TO DO | Return the records, each one exactly as written.

INFORMATION GIVEN |
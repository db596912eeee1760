//! Data Transfer Objects (DTOs) for requests and responses.

use serde::{Deserialize, Serialize};
use utoipa::ToSchema;

use crate::error::{AggregateFailure, ProviderFailure};

// ─────────────────────────────────────────────────────────────────────────────
// Rate DTOs
// ─────────────────────────────────────────────────────────────────────────────

/// Request for the rate of a currency pair, optionally converting an amount.
#[derive(Debug, Clone, Serialize, Deserialize, ToSchema)]
pub struct RateRequest {
    /// Pair identifier in `BASE-QUOTE` form
    #[schema(example = "USD-EUR")]
    pub currency_pair: String,
    /// Amount of the base currency to convert
    #[serde(default, skip_serializing_if = "Option::is_none")]
    #[schema(example = 100.0)]
    pub amount: Option<f64>,
}

/// Resolved rate, with the converted amount when one was requested.
#[derive(Debug, Clone, PartialEq, Serialize, Deserialize, ToSchema)]
pub struct RateResponse {
    /// Normalized pair identifier
    #[schema(example = "USD-EUR")]
    pub currency_pair: String,
    /// Quote currency units per one base currency unit
    #[schema(example = 0.92)]
    pub rate: f64,
    /// `amount * rate`, present only when an amount was sent
    #[serde(default, skip_serializing_if = "Option::is_none")]
    #[schema(example = 92.0)]
    pub converted_amount: Option<f64>,
}

// ─────────────────────────────────────────────────────────────────────────────
// Error DTOs
// ─────────────────────────────────────────────────────────────────────────────

/// One provider's failure, as reported to API callers.
#[derive(Debug, Clone, Serialize, Deserialize, ToSchema)]
pub struct ProviderFailureBody {
    #[schema(example = "currencyapi")]
    pub source: String,
    #[schema(example = "Upstream returned HTTP 503")]
    pub cause: String,
}

impl From<&ProviderFailure> for ProviderFailureBody {
    fn from(failure: &ProviderFailure) -> Self {
        Self {
            source: failure.source().to_string(),
            cause: failure.cause().to_string(),
        }
    }
}

/// Error body returned by every failing endpoint.
#[derive(Debug, Clone, Serialize, Deserialize, ToSchema)]
pub struct ErrorResponse {
    pub error: String,
    #[schema(example = 400)]
    pub code: u16,
    /// Per-provider causes, present for aggregate failures
    #[serde(default, skip_serializing_if = "Vec::is_empty")]
    pub failures: Vec<ProviderFailureBody>,
}

impl ErrorResponse {
    pub fn new(error: impl Into<String>, code: u16) -> Self {
        Self {
            error: error.into(),
            code,
            failures: Vec::new(),
        }
    }

    pub fn from_aggregate(failure: &AggregateFailure, code: u16) -> Self {
        Self {
            error: failure.to_string(),
            code,
            failures: failure.failures().iter().map(Into::into).collect(),
        }
    }
}

/// Health check response.
#[derive(Debug, Clone, Serialize, Deserialize, ToSchema)]
pub struct HealthResponse {
    #[schema(example = "healthy")]
    pub status: String,
    /// Names of the configured providers
    pub providers: Vec<String>,
}
//! HTTP Server configuration and startup.

use std::net::SocketAddr;
use std::sync::Arc;
use std::time::Duration;

use axum::{
    Router, middleware,
    routing::{get, post},
};
use tower_http::trace::TraceLayer;

use super::handlers::{self, AppState};
use super::rate_limit::{RateLimiterState, rate_limit_middleware};
use crate::RateService;
use crate::openapi;

/// HTTP Server for the Rates API.
pub struct HttpServer {
    state: Arc<AppState>,
    rate_limiter: Arc<RateLimiterState>,
}

impl HttpServer {
    /// Creates a new HTTP server with the given service.
    pub fn new(service: RateService) -> Self {
        Self {
            state: Arc::new(AppState { service }),
            rate_limiter: Arc::new(RateLimiterState::default()), // 100 req/min default
        }
    }

    /// Creates a new HTTP server with custom rate limiting.
    pub fn with_rate_limit(service: RateService, requests_per_minute: u32) -> Self {
        Self::with_rate_limiter(
            service,
            RateLimiterState::new(requests_per_minute, Duration::from_secs(60)),
        )
    }

    /// Creates a new HTTP server with a fully configured rate limiter.
    pub fn with_rate_limiter(service: RateService, rate_limiter: RateLimiterState) -> Self {
        Self {
            state: Arc::new(AppState { service }),
            rate_limiter: Arc::new(rate_limiter),
        }
    }

    /// Builds the Axum router with all routes.
    pub fn router(&self) -> Router {
        // Build HTTP metrics layer (uses globally set MeterProvider)
        let metrics = axum_otel_metrics::HttpMetricsLayerBuilder::new().build();

        Router::new()
            .route("/health", get(handlers::health))
            .route("/v1/rate", post(handlers::get_rate))
            .route("/api-docs/openapi.json", get(openapi::openapi_json))
            .layer(metrics)
            .layer(middleware::from_fn_with_state(
                self.rate_limiter.clone(),
                rate_limit_middleware,
            ))
            .layer(TraceLayer::new_for_http())
            .with_state(self.state.clone())
    }

    /// Runs the server on the given address with graceful shutdown.
    pub async fn run(self, addr: &str) -> anyhow::Result<()> {
        let listener = tokio::net::TcpListener::bind(addr).await?;
        tracing::info!("Server listening on {}", listener.local_addr()?);

        let app = self
            .router()
            .into_make_service_with_connect_info::<SocketAddr>();
        axum::serve(listener, app)
            .with_graceful_shutdown(shutdown_signal())
            .await?;

        Ok(())
    }
}

async fn shutdown_signal() {
    let ctrl_c = async {
        if let Err(e) = tokio::signal::ctrl_c().await {
            tracing::error!(error = %e, "Failed to install Ctrl+C handler");
            std::future::pending::<()>().await;
        }
    };

    #[cfg(unix)]
    let terminate = async {
        match tokio::signal::unix::signal(tokio::signal::unix::SignalKind::terminate()) {
            Ok(mut signal) => {
                signal.recv().await;
            }
            Err(e) => {
                tracing::error!(error = %e, "Failed to install SIGTERM handler");
                std::future::pending::<()>().await;
            }
        }
    };

    #[cfg(not(unix))]
    let terminate = std::future::pending::<()>();

    tokio::select! {
        _ = ctrl_c => {},
        _ = terminate => {},
    }

    tracing::info!("Shutdown signal received, starting graceful shutdown...");
}
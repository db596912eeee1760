//! OpenAPI document for the HTTP API.

use axum::Json;
use utoipa::OpenApi;

use rates_types::dto::{
    ErrorResponse, HealthResponse, ProviderFailureBody, RateRequest, RateResponse,
};

use crate::inbound::handlers;

#[derive(OpenApi)]
#[openapi(
    info(
        title = "Rates API",
        description = "Resolves exchange rates by racing several upstream providers"
    ),
    paths(handlers::health, handlers::get_rate),
    components(schemas(
        RateRequest,
        RateResponse,
        ErrorResponse,
        ProviderFailureBody,
        HealthResponse
    )),
    tags(
        (name = "health", description = "Liveness"),
        (name = "rates", description = "Exchange rate lookup and conversion")
    )
)]
pub struct ApiDoc;

/// Serves the generated OpenAPI document.
pub async fn openapi_json() -> Json<utoipa::openapi::OpenApi> {
    Json(ApiDoc::openapi())
}

#[cfg(test)]
mod tests {
    use super::*;

    #[test]
    fn test_document_lists_rate_endpoint() {
        let doc = ApiDoc::openapi();
        assert!(doc.paths.paths.contains_key("/v1/rate"));
        assert!(doc.paths.paths.contains_key("/health"));
    }
}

THE ANSWER |
repository db596912eeee1760
//! Data Transfer Objects (DTOs) for requests and responses.

use serde::{Deserialize, Serialize};
use utoipa::ToSchema;

use crate::error::{AggregateFailure, ProviderFailure};

// ─────────────────────────────────────────────────────────────────────────────
// Rate DTOs
// ─────────────────────────────────────────────────────────────────────────────

/// Request for the rate of a currency pair, optionally converting an amount.
#[derive(Debug, Clone, Serialize, Deserialize, ToSchema)]
pub struct RateRequest {
    /// Pair identifier in `BASE-QUOTE` form
    #[schema(example = "USD-EUR")]
    pub currency_pair: String,
    /// Amount of the base currency to convert
    #[serde(default, skip_serializing_if = "Option::is_none")]
    #[schema(example = 100.0)]
    pub amount: Option<f64>,
}

/// Resolved rate, with the converted amount when one was requested.
#[derive(Debug, Clone, PartialEq, Serialize, Deserialize, ToSchema)]
pub struct RateResponse {
    /// Normalized pair identifier
    #[schema(example = "USD-EUR")]
    pub currency_pair: String,
    /// Quote currency units per one base currency unit
    #[schema(example = 0.92)]
    pub rate: f64,
    /// `amount * rate`, present only when an amount was sent
    #[serde(default, skip_serializing_if = "Option::is_none")]
    #[schema(example = 92.0)]
    pub converted_amount: Option<f64>,
}

// ─────────────────────────────────────────────────────────────────────────────
// Error DTOs
// ─────────────────────────────────────────────────────────────────────────────

/// One provider's failure, as reported to API callers.
#[derive(Debug, Clone, Serialize, Deserialize, ToSchema)]
pub struct ProviderFailureBody {
    #[schema(example = "currencyapi")]
    pub source: String,
    #[schema(example = "Upstream returned HTTP 503")]
    pub cause: String,
}

impl From<&ProviderFailure> for ProviderFailureBody {
    fn from(failure: &ProviderFailure) -> Self {
        Self {
            source: failure.source().to_string(),
            cause: failure.cause().to_string(),
        }
    }
}

/// Error body returned by every failing endpoint.
#[derive(Debug, Clone, Serialize, Deserialize, ToSchema)]
pub struct ErrorResponse {
    pub error: String,
    #[schema(example = 400)]
    pub code: u16,
    /// Per-provider causes, present for aggregate failures
    #[serde(default, skip_serializing_if = "Vec::is_empty")]
    pub failures: Vec<ProviderFailureBody>,
}

impl ErrorResponse {
    pub fn new(error: impl Into<String>, code: u16) -> Self {
        Self {
            error: error.into(),
            code,
            failures: Vec::new(),
        }
    }

    pub fn from_aggregate(failure: &AggregateFailure, code: u16) -> Self {
        Self {
            error: failure.to_string(),
            code,
            failures: failure.failures().iter().map(Into::into).collect(),
        }
    }
}

/// Health check response.
#[derive(Debug, Clone, Serialize, Deserialize, ToSchema)]
pub struct HealthResponse {
    #[schema(example = "healthy")]
    pub status: String,
    /// Names of the configured providers
    pub providers: Vec<String>,
}
//! HTTP Server configuration and startup.

use std::net::SocketAddr;
use std::sync::Arc;
use std::time::Duration;

use axum::{
    Router, middleware,
    routing::{get, post},
};
use tower_http::trace::TraceLayer;

use super::handlers::{self, AppState};
use super::rate_limit::{RateLimiterState, rate_limit_middleware};
use crate::RateService;
use crate::openapi;

/// HTTP Server for the Rates API.
pub struct HttpServer {
    state: Arc<AppState>,
    rate_limiter: Arc<RateLimiterState>,
}

impl HttpServer {
    /// Creates a new HTTP server with the given service.
    pub fn new(service: RateService) -> Self {
        Self {
            state: Arc::new(AppState { service }),
            rate_limiter: Arc::new(RateLimiterState::default()), // 100 req/min default
        }
    }

    /// Creates a new HTTP server with custom rate limiting.
    pub fn with_rate_limit(service: RateService, requests_per_minute: u32) -> Self {
        Self::with_rate_limiter(
            service,
            RateLimiterState::new(requests_per_minute, Duration::from_secs(60)),
        )
    }

    /// Creates a new HTTP server with a fully configured rate limiter.
    pub fn with_rate_limiter(service: RateService, rate_limiter: RateLimiterState) -> Self {
        Self {
            state: Arc::new(AppState { service }),
            rate_limiter: Arc::new(rate_limiter),
        }
    }

    /// Builds the Axum router with all routes.
    pub fn router(&self) -> Router {
        // Build HTTP metrics layer (uses globally set MeterProvider)
        let metrics = axum_otel_metrics::HttpMetricsLayerBuilder::new().build();

        Router::new()
            .route("/health", get(handlers::health))
            .route("/v1/rate", post(handlers::get_rate))
            .route("/api-docs/openapi.json", get(openapi::openapi_json))
            .layer(metrics)
            .layer(middleware::from_fn_with_state(
                self.rate_limiter.clone(),
                rate_limit_middleware,
            ))
            .layer(TraceLayer::new_for_http())
            .with_state(self.state.clone())
    }

    /// Runs the server on the given address with graceful shutdown.
    pub async fn run(self, addr: &str) -> anyhow::Result<()> {
        let listener = tokio::net::TcpListener::bind(addr).await?;
        tracing::info!("Server listening on {}", listener.local_addr()?);

        let app = self
            .router()
            .into_make_service_with_connect_info::<SocketAddr>();
        axum::serve(listener, app)
            .with_graceful_shutdown(shutdown_signal())
            .await?;

        Ok(())
    }
}

async fn shutdown_signal() {
    let ctrl_c = async {
        if let Err(e) = tokio::signal::ctrl_c().await {
            tracing::error!(error = %e, "Failed to install Ctrl+C handler");
            std::future::pending::<()>().await;
        }
    };

    #[cfg(unix)]
    let terminate = async {
        match tokio::signal::unix::signal(tokio::signal::unix::SignalKind::terminate()) {
            Ok(mut signal) => {
                signal.recv().await;
            }
            Err(e) => {
                tracing::error!(error = %e, "Failed to install SIGTERM handler");
                std::future::pending::<()>().await;
            }
        }
    };

    #[cfg(not(unix))]
    let terminate = std::future::pending::<()>();

    tokio::select! {
        _ = ctrl_c => {},
        _ = terminate => {},
    }

    tracing::info!("Shutdown signal received, starting graceful shutdown...");
}
repository db596912eeee1760
//! OpenAPI document for the HTTP API.

use axum::Json;
use utoipa::OpenApi;

use rates_types::dto::{
    ErrorResponse, HealthResponse, ProviderFailureBody, RateRequest, RateResponse,
};

use crate::inbound::handlers;

#[derive(OpenApi)]
#[openapi(
    info(
        title = "Rates API",
        description = "Resolves exchange rates by racing several upstream providers"
    ),
    paths(handlers::health, handlers::get_rate),
    components(schemas(
        RateRequest,
        RateResponse,
        ErrorResponse,
        ProviderFailureBody,
        HealthResponse
    )),
    tags(
        (name = "health", description = "Liveness"),
        (name = "rates", description = "Exchange rate lookup and conversion")
    )
)]
pub struct ApiDoc;

/// Serves the generated OpenAPI document.
pub async fn openapi_json() -> Json<utoipa::openapi::OpenApi> {
    Json(ApiDoc::openapi())
}

#[cfg(test)]
mod tests {
    use super::*;

    #[test]
    fn test_document_lists_rate_endpoint() {
        let doc = ApiDoc::openapi();
        assert!(doc.paths.paths.contains_key("/v1/rate"));
        assert!(doc.paths.paths.contains_key("/health"));
    }
}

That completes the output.